The first performance took place on 14 November 1938. The initial reaction of the Parisian critics was predominantly enthusiastic. "A kind of triumph for the theatre, the author, and the actors" was one judgment. Only the right-wing press took a different view, deploring the play's apparently loose morality. Robert Brasillach wrote a particularly vehement attack on the play, referring to its putrefaction ("pourriture"), defilement ("profanation"), and filth ("ordure"): "the smell of dirty linen fills the whole play". Although numerous aspects of the play were cited to support these denunciations, it was the allegation that it portrayed an incestuous relationship between mother and son which caused the greatest controversy.

None of this deterred the public from attending in large numbers, but the play's initial run was brought to an abrupt halt when a proposal to hold a free performance for older children from local schools met with outraged objections.
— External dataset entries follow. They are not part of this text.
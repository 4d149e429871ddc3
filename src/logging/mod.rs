//! Installs the `tracing` subscriber.
//!
//! The interactive console owns the alternate screen, so its diagnostics go
//! to a file in the data directory. The headless modes log to stderr and
//! keep stdout for log output.
use anyhow::{Context, Result};
use std::fs::OpenOptions;
use std::path::PathBuf;
use std::sync::Mutex;
use tracing_subscriber::EnvFilter;

pub const LOG_FILE_NAME: &str = "device-console.log";

const FILE_FILTER: &str = "info,device_console=debug";
const STDERR_FILTER: &str = "warn";

#[derive(Debug, Clone, PartialEq, Eq)]
pub enum LogTarget {
    File(PathBuf),
    Stderr,
}

/// Installs the global subscriber. `RUST_LOG` takes precedence over the
/// default filter. A subscriber that is already installed is left alone.
pub fn init(target: LogTarget) -> Result<()> {
    match target {
        LogTarget::File(path) => {
            if let Some(parent) = path.parent() {
                std::fs::create_dir_all(parent)
                    .with_context(|| format!("could not create {}", parent.display()))?;
            }
            let file = OpenOptions::new()
                .create(true)
                .append(true)
                .open(&path)
                .with_context(|| format!("could not open log file {}", path.display()))?;

            let _ = tracing_subscriber::fmt()
                .with_env_filter(filter(FILE_FILTER))
                .with_ansi(false)
                .with_writer(Mutex::new(file))
                .try_init();
        }
        LogTarget::Stderr => {
            let _ = tracing_subscriber::fmt()
                .with_env_filter(filter(STDERR_FILTER))
                .with_writer(std::io::stderr)
                .try_init();
        }
    }
    Ok(())
}

fn filter(default: &str) -> EnvFilter {
    EnvFilter::try_from_default_env().unwrap_or_else(|_| EnvFilter::new(default))
}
The theatre was controlled by the city authorities, and a decision to terminate the production was carried through amid fierce arguments. Within a few weeks however, the play was installed at another theatre, the Bouffes-Parisiens, where it ran for 300 performances.

==Synopsis==
In a rambling apartment, a middle-aged couple, Yvonne and Georges, live with their 22-year-old son Michel and Yvonne's spinster sister Léonie ("tante Léo"), who has also been in love with Georges. Yvonne is a reclusive semi-invalid, dependent on her insulin treatment, and intensely possessive of her son (who returns her immoderate affection and calls her "Sophie"); Georges distractedly pursues his eccentric inventions; it is left to Léo to preserve such order as she can in their life and their apartment, which she describes as a "gypsy caravan" ("la roulotte"). When Michel announces that he is in love with a girl, Madeleine, whom he wishes to introduce to them, his parents are immediately hostile and seek to forbid the relationship, reducing Michel to despair. Georges realises that Madeleine is the same woman who has been his own mistress in recent months, and he confesses all to Léo, who devises a plan to extricate father and son by forcing Madeleine into the silent surrender of both of them.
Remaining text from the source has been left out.